Creativiteit om ‘growth te hacken’, zoals Sean Ellis ons geleerd heeft?

‘Ik geloof buitengewoon in creativiteit. Creativiteit is ook niet minder belangrijk geworden. Maar creativiteit heeft een andere functie gekregen. Lang was creativiteit niet alleen een instrument, maar het doel op zichzelf. Geef de mensen iets om over te praten.Het succes van reclame werd alleen maar afgemeten in de mate waarin mensen er op straat met elkaar over spraken. Als je jezelf anno nu blijft verkopen omwille van je creativiteit in een wereld waarin meetbaarheid en effect steeds meer het uitgangspunt wordt, dan ben je steeds meer een oude hippie in een wereld van techno.’

Creativiteit als businessmodel is een anachronisme geworden?

‘Juist! Het creatieve vak wordt links en rechts ingehaald door de technologiesector. De vraag is niet ofhet creatieve vak kapseist, maar wanneer.’ Buigt voorover, schenkt een glas vol. Brengt het glas naar zijn mond, maar begint te alweer te praten voor hij een slok neemt. Zet het terug op tafel. Water gutst over de rand. ‘Toen ik bureaudirecteur was van Boondoggle Amsterdam, merkte ik dat er over het algemeen weinig fascinatie was met hoe beïnvloeding echt werkt. Ik ben zelf psychoanalyticus, dus zelf vond ik dat wel heel interessant. Ook merkte dat er in de technologiesector al wel een totale obsessie mee was. De techneuten waren al jaren bezig met de vraag: hoe kan ik mensen online bepaalde dingen laten doen? Ergens laten klikken of kijken. Ik wist: als wij als digitaal merkbureau de concurrentie willen blijven aangaan met wat er gebeurt in de technologiewereld, dan moet ik nu echt snel weg uit mijn bureau-businessmodel.’

In zijn beroemde boek Good strategy, Bad strategy, beschrijft auteur Richard Rummelt de kern van een goede strategie in slechts drie stappen.

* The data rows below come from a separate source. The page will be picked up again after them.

use crate::config::Config;
use crate::graphics::{
    BufferExchangeServer, DisplayRef, HostBufferImporter, NullDisplay,
    ShutdownHandle, SingleWindowComposer, SurfaceRef,
};
use crate::outln;
use crate::types::Credentials;
use crate::util::{TerminationSignals, mkdir, set_json_output};
use anyhow::{Context, Result, anyhow};
use log::{debug, warn};
use nix::unistd::chown;
use serde_json::Value;
use std::sync::Arc;
use std::thread::JoinHandle;

/// A buffer exchange server running on its own thread.
pub struct Bridge {
    shutdown: ShutdownHandle,
    thread: JoinHandle<std::io::Result<()>>,
}

impl Bridge {
    /**
     * Binds the socket in the runtime dir and starts serving. Frames are
     * presented on the configured window of a headless display.
     *
     * The runtime dir and socket are handed to `creds`, which is who the
     * guest's system user maps to.
     */
    pub fn spawn(config: &Config, creds: Credentials) -> Result<Bridge> {
        mkdir(&config.runtime_dir, creds.uid, creds.gid)
            .context("Preparing runtime directory")?;

        let mut importer = HostBufferImporter::new(NullDisplay::default());
        importer.bind_window(config.window_id, SurfaceRef(0), DisplayRef(0));
        let composer = Arc::new(SingleWindowComposer::new(importer, config.window_id));

        let (server, shutdown) =
            BufferExchangeServer::bind(&config.runtime_dir, composer)
                .context("Binding buffer exchange socket")?;
        chown(server.socket_path(), Some(creds.uid), Some(creds.gid))
            .context("Changing socket ownership")?;

        set_json_output(
            "socket",
            &Value::String(server.socket_path().to_string_lossy().into_owned()),
        );
        outln!("Serving buffers on {}", server.socket_path().display());

        let thread = server
            .spawn()
            .context("Starting buffer exchange thread")?;
        Ok(Bridge { shutdown, thread })
    }

    pub fn stop(self) -> Result<()> {
        self.shutdown.shutdown();
        match self.thread.join() {
            Ok(result) => result.context("Buffer exchange server failed"),
            Err(_) => Err(anyhow!("Buffer exchange thread panicked")),
        }
    }
}

pub fn serve(config: &Config, creds: Credentials) -> Result<()> {
    let signals = TerminationSignals::block()?;
    let bridge = Bridge::spawn(config, creds)?;

    let signal = signals.wait()?;
    debug!("Received {}, shutting down", signal);
    if let Err(e) = bridge.stop() {
        warn!("{:#}", e);
    }
    Ok(())
}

Vereenvoudigd gesteld komt één van die drie stappen erop neer dat de kracht van een merk niet alleen wordt bepaald door een waarlijke merkbelofte (de why, zo u wilt) maar vooral door wat hij het ‘competitief voordeel’ noemt; de combinatie van factoren die een merk een unieke positie geven. Welnu, het competitief voordeel van Sue is een ongewone combinatie van zaken. Op de eerste plaats en misschien ook de laatste plaats staat de samenwerking tussen Tom en zijn kompane Astrid – gedragspsychologe, adviseur en in vele opzichten degene die zorgt voor rust, stabiliteit en een behouden koers. Daarnaast veel ervaring in het creatieve vak, een natuurlijke fascinatie met sociaal menselijk gedrag en, last but not least, een obsessie voor design thinking. 

In verschillende van je publieke optredens en publicaties zoek je een vergelijk met de wereld van tech. Waarom is die ontwikkeling relevant voor ons vak, ervan uitgaande dat onze opdracht inderdaad is om meetbaar bij te dragen aan de business van klanten?

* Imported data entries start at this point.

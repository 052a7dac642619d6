use super::CONFIG_KEYS;
use clap::Parser;
use clap_complete::engine::{ArgValueCompleter, CompletionCandidate};

#[derive(Parser, Clone, Debug)]
#[command(version, about, long_about = None,
    override_usage = "\n    guestbox [OPTIONS] <ACTION> [ACTION_ARGUMENTS...]")]
pub struct Args {
    /**********************/
    /* Flags and settings */
    /**********************/
    /// Set the log level to one of trace, debug, info, warn, or error.
    /// `-v` is shorthand for enabling verbose (trace) logging.
    #[arg(short = 'v',
        long,
        global = true,
        default_missing_value = "trace",
        num_args = 0..=1,
        require_equals = true,
        value_parser = parse_log_level
    )]
    pub log_level: Option<log::LevelFilter>,

    /// Directory holding container configs, logs, shadow devices and the
    /// root filesystem. Defaults to `/var/lib/guestbox`.
    #[arg(long, global = true, value_hint = clap::ValueHint::DirPath)]
    pub data_dir: Option<String>,

    /// Directory the buffer exchange socket is created in. Defaults to
    /// `/run/guestbox`.
    #[arg(long, global = true, value_hint = clap::ValueHint::DirPath)]
    pub runtime_dir: Option<String>,

    /// Run the container without an identifier map and with unshifted device
    /// ownership.
    #[arg(long, global = true, action = clap::ArgAction::SetTrue)]
    pub privileged: bool,

    /// Bind mount files or directories into the container. Format:
    /// source:target or just path (mounts to the same path). Can be given
    /// multiple times or as a comma-separated list.
    #[arg(
        long,
        global = true,
        value_delimiter = ',',
        action = clap::ArgAction::Append
    )]
    pub bind: Option<Vec<String>>,

    /// Host devices to shadow into the container on top of the standard
    /// set. Can be given multiple times or as a comma-separated list.
    #[arg(
        long,
        global = true,
        value_delimiter = ',',
        action = clap::ArgAction::Append,
        value_hint = clap::ValueHint::FilePath
    )]
    pub device: Option<Vec<String>>,

    /// Host window the received frames are presented on.
    #[arg(long, global = true)]
    pub window_id: Option<u64>,

    /// Formats action output as a JSON blob.
    #[arg(long, global = true, action = clap::ArgAction::SetTrue)]
    pub json: bool,

    /// Do not load config files.
    #[arg(long, global = true, action = clap::ArgAction::SetTrue)]
    pub no_config: bool,

    /***************/
    /* Subcommands */
    /***************/
    #[command(subcommand)]
    pub action: Action,
}

#[derive(clap::Subcommand, Clone, Debug)]
#[command(subcommand_help_heading = "Actions")]
pub enum Action {
    /// Start the container. Stays in the foreground and stops the container
    /// again on SIGINT or SIGTERM.
    Start {
        /// Also run the buffer exchange server while the container is up
        #[arg(long)]
        serve: bool,
    },

    /// Stop the container if it is running
    Stop,

    /// Show whether the container is running and which devices are shadowed
    Status,

    /// Run only the buffer exchange server until SIGINT or SIGTERM
    Serve,

    /// Get current configuration options
    Config {
        /// The keys to get from the configuration
        #[arg(value_name = "KEYS", num_args = 0.., add = ArgValueCompleter::new(config_key_completion))]
        keys: Option<Vec<String>>,
    },

    /// Print the identifier map the container would get for the calling user
    IdMap,
}

pub fn config_key_completion(
    current: &std::ffi::OsStr,
) -> Vec<CompletionCandidate> {
    let Some(current) = current.to_str() else {
        return vec![];
    };
    CONFIG_KEYS
        .iter()
        .filter(|key| key.starts_with(current))
        .map(|key| CompletionCandidate::new(*key))
        .collect()
}

fn parse_log_level(s: &str) -> Result<log::LevelFilter, String> {
    s.parse::<log::LevelFilter>().map_err(|e| e.to_string())
}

 ‘Technologiebedrijven zijn er van nature op ingericht en uitgerust om iets te ontwikkelen, ervan te leren en te optimaliseren. Een proces dat voortdurend is gericht op leren en verbeteren. Het is meer dan alleen technologie, tools en data, maar ook de werkmethode. De kern van hun propositie is creatief experimenteren. Dat betekent dus dat je niet meer ‘Het Creatieve Idee’ als vertrekpunt neemt, maar steeds onderzoekt wat werkt en wat niet. Data en technologie moeten gezien worden als hulpstukken, die feedback geven over wat werkt en wat niet, zodat creatieven de oplossingen steeds verder kunnen verbeteren.’

Als creativiteit niet meer het leidende argument is om waarde te creëren, wat dan wel?

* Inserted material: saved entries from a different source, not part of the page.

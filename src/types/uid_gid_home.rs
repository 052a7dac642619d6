use super::Credentials;
use nix::unistd::Gid;
use nix::unistd::Uid;
use std::path::PathBuf;

pub struct UidGidHome {
    pub uid: Uid,
    pub gid: Gid,
    pub home: PathBuf,
}

impl UidGidHome {
    pub fn credentials(&self) -> Credentials {
        Credentials {
            uid: self.uid,
            gid: self.gid,
        }
    }
}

‘Ik merkte dat ik onze creatieve concepten probeerde te verkopen vanuit een merkframe, maar dat alleen de marketingmanagers en de campagneleiders mij serieus namen. De rest zei eigenlijk: laat maar zien welk leuk ideetje je hebt. De meeste opdrachtgevers namen toch de beslissingen op basis van de vraag: vind ik dit idee leuk? Maar zodra ik ging zeggen: ik vertel geen merkverhaal, maar ik vertel over klantgedrag, jouw klantgedrag om precies te zijn, luisterde iedereen. Als ik laat zien op welke manier onze strategie meetbaar intervenieert op het keuzegedrag van klanten, dan heb ik alle aandacht. Het creatieve idee zelf staat niet meer centraal, maar het effect ervan.’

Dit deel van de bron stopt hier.